Walking into the venue that first night, April 17, 2015, I expected a bittersweet night of tears. I predicted that when it was all over, we’d trudge outdoors in funereal fashion, mourning the loss of something so dear to us. I couldn’t have been more wrong. From the first acoustic notes on Friday night to the last time Chris shouted “I’ve got blisters on me fingers!” it was a celebration of joy and life.
Travis and Collin began the first night with an acoustic set of songs they’ve never played before. Let’s call it A Softer Side of Shit. The pair led the crowd in a campfire-like singalong, with everyone thrusting their beers in the air. For the second set, they played the earliest of the Beatles’ material, the songs that always made me squeal and jump around like a schoolgirl. How can you not scream when “She Loves You” starts? For the third set, they played deeper cuts like “Dig A Pony,” “Lovely Rita,” and “Rain,” which made me burst into tears out of nowhere. For an encore, they performed solo material, like “Imagine,” with Travis at the keyboard and Collin arm-in-arm with the audience, singing along.
Every time a song ended, I couldn’t help but think that this was the last time we’d hear these songs in performance. My mind would search for past memories of these songs and try to lose itself in the comforting nostalgia. But then, like the stark silence following the last sounds of “I Want You (She’s So Heavy),” reality would drop its weight upon me all over again.
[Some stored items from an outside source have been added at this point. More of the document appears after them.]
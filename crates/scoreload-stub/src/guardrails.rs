use serde::Serialize;

pub const CONF_THRESH: f64 = 0.62;
pub const MAX_SPREAD_BPS: f64 = 5.0;

#[derive(Debug, Clone, Copy, PartialEq, Eq, Serialize)]
#[serde(rename_all = "SCREAMING_SNAKE_CASE")]
pub enum Decision {
    Trade,
    NoTrade,
    Abstain,
}

impl Decision {
    pub fn as_label(&self) -> &'static str {
        match self {
            Decision::Trade => "trade",
            Decision::NoTrade => "no_trade",
            Decision::Abstain => "abstain",
        }
    }
}

/// Policy applied after inference: low confidence abstains, wide spreads are refused.
pub fn decide(spread_bps: f64, prob_trade: f64) -> (Decision, f64, &'static str) {
    if prob_trade < CONF_THRESH {
        return (Decision::Abstain, prob_trade, "low_conf");
    }
    if spread_bps > MAX_SPREAD_BPS {
        return (Decision::NoTrade, prob_trade, "wide_spread");
    }
    (Decision::Trade, prob_trade, "ok")
}

/// Age of an event in whole milliseconds, clamped at zero for future timestamps.
pub fn event_age_ms(now_ns: i128, ts_ns: i64) -> i64 {
    let age = (now_ns - ts_ns as i128) / 1_000_000;
    age.clamp(0, i64::MAX as i128) as i64
}
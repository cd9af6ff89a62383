use serde::{Deserialize, Serialize};

use crate::{Result, ScoreLoadError};

pub const MIN_FEATURES: usize = 8;
pub const MAX_FEATURES: usize = 64;

/// Body of `POST /v1/score`.
#[derive(Debug, Clone, PartialEq, Serialize, Deserialize)]
pub struct ScoreRequest {
    pub symbol: String,
    pub ts_ns: i64,
    pub features: Vec<f64>,
    #[serde(default)]
    pub freshness_ms: i64,
}

impl ScoreRequest {
    /// The fixed request every virtual user sends.
    pub fn sample() -> Self {
        Self {
            symbol: "BTC".into(),
            ts_ns: 1,
            features: vec![0.1, 0.2, 0.0, 0.3, 0.1, 0.0, 0.2, 0.1],
            freshness_ms: 10,
        }
    }

    pub fn to_json(&self) -> Result<Vec<u8>> {
        Ok(serde_json::to_vec(self)?)
    }

    /// Input rules enforced by the scoring service.
    pub fn validate(&self) -> Result<()> {
        let symbol_ok = (1..=15).contains(&self.symbol.len())
            && self.symbol.chars().all(|c| c.is_ascii_uppercase() || c == '.');
        if !symbol_ok {
            return Err(ScoreLoadError::InvalidRequest(format!("symbol `{}` must match ^[A-Z.]{{1,15}}$", self.symbol)));
        }
        if !(MIN_FEATURES..=MAX_FEATURES).contains(&self.features.len()) {
            return Err(ScoreLoadError::InvalidRequest(format!(
                "features must have {}..={} values, got {}",
                MIN_FEATURES, MAX_FEATURES, self.features.len()
            )));
        }
        Ok(())
    }
}
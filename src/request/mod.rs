//! Turns an adapter plus a caller's network config into a concrete URL.

use std::collections::BTreeMap;

use crate::app::{FeedbricksError, Result};
use crate::config::{NetworkConfig, Security};
use crate::domain::NetworkKind;
use crate::network::NetworkAdapter;
use crate::template;

#[derive(Debug, Clone, PartialEq, Eq)]
pub struct RequestDescriptor {
    pub network: NetworkKind,
    pub url: String,
}

/// Resolve the parameter set for one request.
///
/// Order: adapter defaults, then caller parameters, then `protocol` from the
/// security preference. Prepare transforms run on the keys that are present,
/// after which every required parameter must exist.
pub fn resolve_params(
    adapter: &NetworkAdapter,
    network: &NetworkConfig,
    security: Security,
) -> Result<BTreeMap<String, String>> {
    let mut params: BTreeMap<String, String> = adapter
        .defaults
        .iter()
        .map(|(k, v)| (k.to_string(), v.to_string()))
        .collect();

    for (key, value) in &network.params {
        params.insert(key.clone(), value.to_string());
    }

    params.insert("protocol".to_string(), security.protocol().to_string());

    for (key, prepare) in adapter.prepare {
        if let Some(value) = params.get_mut(*key) {
            *value = prepare(value);
        }
    }

    if let Some(missing) = adapter.required.iter().find(|k| !params.contains_key(**k)) {
        return Err(FeedbricksError::MissingRequiredParam {
            network: adapter.kind.to_string(),
            param: missing.to_string(),
        });
    }

    Ok(params)
}

pub fn build(
    adapter: &NetworkAdapter,
    network: &NetworkConfig,
    security: Security,
) -> Result<RequestDescriptor> {
    let params = resolve_params(adapter, network, security)?;
    let url = template::render(adapter.url_template, &params);

    tracing::debug!("Built {} request: {}", adapter.kind, url);

    Ok(RequestDescriptor {
        network: adapter.kind,
        url,
    })
}
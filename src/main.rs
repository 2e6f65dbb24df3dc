use clap::Parser;
use tracing_subscriber::{fmt, prelude::*, EnvFilter};

use feedbricks::app::AppContext;
use feedbricks::cli::{commands, Cli, Commands};
use feedbricks::config::PipelineConfig;
use feedbricks::network::AdapterRegistry;

#[tokio::main]
async fn main() -> anyhow::Result<()> {
    // Logs go to stderr so stdout carries only the rendered feed
    tracing_subscriber::registry()
        .with(fmt::layer().with_writer(std::io::stderr))
        .with(EnvFilter::from_default_env())
        .init();

    let cli = Cli::parse();

    let load_config = || -> anyhow::Result<PipelineConfig> {
        let mut config = match &cli.config {
            Some(path) => PipelineConfig::load_from(path)?,
            None => PipelineConfig::load()?,
        };
        if let Some(workers) = cli.workers {
            config.workers = workers;
        }
        config.validate()?;
        Ok(config)
    };

    match cli.command {
        Commands::Fetch { json, seed } => {
            let config = load_config()?;
            let ctx = AppContext::new(&config)?;
            commands::fetch(&ctx, &config, json, seed).await?;
        }
        Commands::Urls => {
            let config = load_config()?;
            let ctx = AppContext::new(&config)?;
            commands::print_urls(&ctx.registry, &config);
        }
        Commands::Networks => {
            commands::list_networks(&AdapterRegistry::builtin());
        }
        Commands::Init => {
            commands::init(cli.config.as_deref())?;
        }
    }

    Ok(())
}
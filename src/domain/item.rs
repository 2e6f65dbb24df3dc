use std::cmp::Ordering;
use std::str::FromStr;

use chrono::{DateTime, Utc};
use serde::{Deserialize, Serialize};

use crate::domain::NetworkKind;

/// A post normalized from any network.
///
/// `rank_key` is `None` when the network's timestamp was missing or could not
/// be parsed; such items rank as the oldest.
#[derive(Debug, Clone, PartialEq, Serialize, Deserialize)]
pub struct Item {
    pub network: NetworkKind,
    pub title: String,
    pub body: String,
    pub link: Option<String>,
    pub author: String,
    pub source: String,
    pub date: String,
    pub image: Option<String>,
    pub rank_key: Option<DateTime<Utc>>,
}

impl Item {
    pub fn new(network: NetworkKind) -> Self {
        Self {
            network,
            title: String::new(),
            body: String::new(),
            link: None,
            author: String::new(),
            source: network.label().to_string(),
            date: String::new(),
            image: None,
            rank_key: None,
        }
    }

    /// Items with neither a title nor a body have nothing to show.
    pub fn is_displayable(&self) -> bool {
        !(self.title.trim().is_empty() && self.body.trim().is_empty())
    }

    pub fn compare_by(&self, other: &Item, field: SortField) -> Ordering {
        match field {
            SortField::RankKey => self.rank_key.cmp(&other.rank_key),
            SortField::Date => self.date.cmp(&other.date),
            SortField::Title => self.title.cmp(&other.title),
            SortField::Body => self.body.cmp(&other.body),
            SortField::Author => self.author.cmp(&other.author),
            SortField::Source => self.source.cmp(&other.source),
            SortField::Network => self.network.as_str().cmp(other.network.as_str()),
            SortField::Link => self.link.cmp(&other.link),
            SortField::Image => self.image.cmp(&other.image),
        }
    }
}

/// Item field usable as a sort key.
#[derive(Debug, Clone, Copy, PartialEq, Eq, Default)]
pub enum SortField {
    #[default]
    RankKey,
    Date,
    Title,
    Body,
    Author,
    Source,
    Network,
    Link,
    Image,
}

impl FromStr for SortField {
    type Err = String;

    fn from_str(s: &str) -> Result<Self, Self::Err> {
        match s.trim().to_ascii_lowercase().as_str() {
            "rank_key" | "_raw_date" | "timestamp" => Ok(SortField::RankKey),
            "date" => Ok(SortField::Date),
            "title" => Ok(SortField::Title),
            "body" => Ok(SortField::Body),
            "author" => Ok(SortField::Author),
            "source" => Ok(SortField::Source),
            "network" => Ok(SortField::Network),
            "link" => Ok(SortField::Link),
            "image" => Ok(SortField::Image),
            other => Err(format!("unknown sort key '{}'", other)),
        }
    }
}
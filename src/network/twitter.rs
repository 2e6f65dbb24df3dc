//! Twitter v1.1 user timeline.

use html_escape::decode_html_entities;
use serde::Deserialize;

use crate::app::{FeedbricksError, Result};
use crate::domain::{Item, NetworkKind};
use crate::network::{parse_timestamp, percent_encode, NetworkAdapter, ParseOptions, PrepareFn};

const PREPARE: &[(&str, PrepareFn)] = &[("username", percent_encode)];

pub fn adapter() -> NetworkAdapter {
    NetworkAdapter {
        kind: NetworkKind::Twitter,
        url_template: "{{protocol}}//api.twitter.com/1.1/statuses/user_timeline.json?include_entities=true&include_rts=true&screen_name={{username}}&count={{max_items}}",
        defaults: &[("protocol", "https:"), ("max_items", "20")],
        required: &["username"],
        prepare: PREPARE,
        parse,
    }
}

#[derive(Debug, Default, Deserialize)]
#[serde(default)]
struct Tweet {
    id_str: Option<String>,
    text: Option<String>,
    full_text: Option<String>,
    created_at: Option<String>,
    user: Option<User>,
    entities: Option<Entities>,
}

#[derive(Debug, Default, Deserialize)]
#[serde(default)]
struct User {
    name: Option<String>,
    screen_name: Option<String>,
}

#[derive(Debug, Default, Deserialize)]
#[serde(default)]
struct Entities {
    media: Option<Vec<Media>>,
}

#[derive(Debug, Default, Deserialize)]
#[serde(default)]
struct Media {
    media_url_https: Option<String>,
    media_url: Option<String>,
}

fn parse(body: &[u8], options: &ParseOptions) -> Result<Vec<Item>> {
    // Error payloads are objects, not arrays, and fail here.
    let timeline: Vec<Tweet> = serde_json::from_slice(body)
        .map_err(|e| FeedbricksError::malformed(NetworkKind::Twitter.as_str(), e))?;

    let items = timeline
        .into_iter()
        .map(|tweet| {
            let mut item = Item::new(NetworkKind::Twitter);

            let text = tweet.full_text.or(tweet.text).unwrap_or_default();
            item.body = options.body(&decode_html_entities(&text));

            let (name, screen_name) = tweet
                .user
                .map(|u| (u.name, u.screen_name))
                .unwrap_or_default();
            item.link = match (&screen_name, &tweet.id_str) {
                (Some(user), Some(id)) => {
                    Some(format!("https://twitter.com/{}/status/{}", user, id))
                }
                _ => None,
            };
            item.author = name.or(screen_name).unwrap_or_default();

            item.image = tweet
                .entities
                .and_then(|e| e.media?.into_iter().next())
                .and_then(|m| m.media_url_https.or(m.media_url));

            options.stamp(&mut item, tweet.created_at.as_deref().and_then(parse_timestamp));
            item
        })
        .filter(Item::is_displayable)
        .collect();

    Ok(items)
}

#[cfg(test)]
mod tests {
    use super::*;
    use chrono::{TimeZone, Utc};

    const TIMELINE_SAMPLE: &str = r#"[
  {
    "id_str": "1001",
    "text": "Rust 1.80 is out &amp; it has LazyLock",
    "created_at": "Thu Jul 25 14:00:00 +0000 2024",
    "user": { "name": "Rust Language", "screen_name": "rustlang" },
    "entities": {
      "media": [ { "media_url_https": "https://pbs.twimg.com/media/a.jpg" } ]
    }
  },
  {
    "id_str": "1002",
    "text": "no user block here"
  },
  {
    "id_str": "1003",
    "text": ""
  }
]"#;

    #[test]
    fn test_parse_timeline() {
        let items = parse(TIMELINE_SAMPLE.as_bytes(), &ParseOptions::default()).unwrap();

        assert_eq!(items.len(), 2);
        let first = &items[0];
        assert_eq!(first.source, "Twitter");
        assert_eq!(first.title, "");
        assert_eq!(first.body, "Rust 1.80 is out & it has LazyLock");
        assert_eq!(first.author, "Rust Language");
        assert_eq!(
            first.link.as_deref(),
            Some("https://twitter.com/rustlang/status/1001")
        );
        assert_eq!(
            first.image.as_deref(),
            Some("https://pbs.twimg.com/media/a.jpg")
        );
        assert_eq!(
            first.rank_key,
            Some(Utc.with_ymd_and_hms(2024, 7, 25, 14, 0, 0).unwrap())
        );
    }

    #[test]
    fn test_missing_user_is_tolerated() {
        let items = parse(TIMELINE_SAMPLE.as_bytes(), &ParseOptions::default()).unwrap();

        let second = &items[1];
        assert_eq!(second.author, "");
        assert_eq!(second.link, None);
        assert_eq!(second.image, None);
        assert_eq!(second.rank_key, None);
    }

    #[test]
    fn test_null_media_is_tolerated() {
        let body = br#"[{"id_str": "7", "text": "plain", "entities": {"media": null}}]"#;
        let items = parse(body, &ParseOptions::default()).unwrap();

        assert_eq!(items.len(), 1);
        assert_eq!(items[0].body, "plain");
        assert_eq!(items[0].image, None);
    }

    #[test]
    fn test_error_object_is_malformed() {
        let body = br#"{"errors":[{"code":89,"message":"Invalid or expired token."}]}"#;
        assert!(parse(body, &ParseOptions::default()).is_err());
    }
}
At dinner before the second performance, I was gripped in a moment of anxiety: what’s next for all of us? I wondered how any of us are going to replace this moment or find anything that can bring us that same particular joy. That joy is time stopping, coming home, the erasure of illnesses, bad moods and interpersonal conflict for a greater, collective sense of closeness.
That anxiety was replaced with a feeling of celebration as the second and final show began with a set of both early songs and later, more emotionally impactful tracks. “Tomorrow Never Knows” tore the roof off, and I wished this wasn’t the last time I’d be submerged in this blanket of sound. After a couple tracks from Sgt. Pepper and the birthday song (what will next April’s birthday mean without hearing “Birthday?”), the group launched into a performance of Abbey Road in full. “Carry That Weight” and “The End” had the crowd seething for more, and thankfully, the four of them came back out for the encore of a lifetime.
I don’t remember many of the concrete details surrounding this performance of “Hey Jude” and “Helter Skelter” – it felt like I left my body, and now I can only conjure up brief images. I do recall someone pushing me onstage to sing and dance as hard as humanly possible for “Hey Jude.” I recall seeing Travis’s white shoes leaving the stage floor as he crowd surfed on top of a writhing audience. I recall looking out into that audience and feeling so proud and overjoyed that this was happening in our little town, for our friends and by our friends. And then we ran back to the floor to watch “Helter Skelter” one last time from our spot at the very front. Because from where else are you going to watch a Shitty Beatles show?
Thank you, Collin. Thank you, Eric. Thank you, Chris. Thank you, Travis. You’ve given us memories we’ll carry on for the rest of our lives, and you are dearly loved.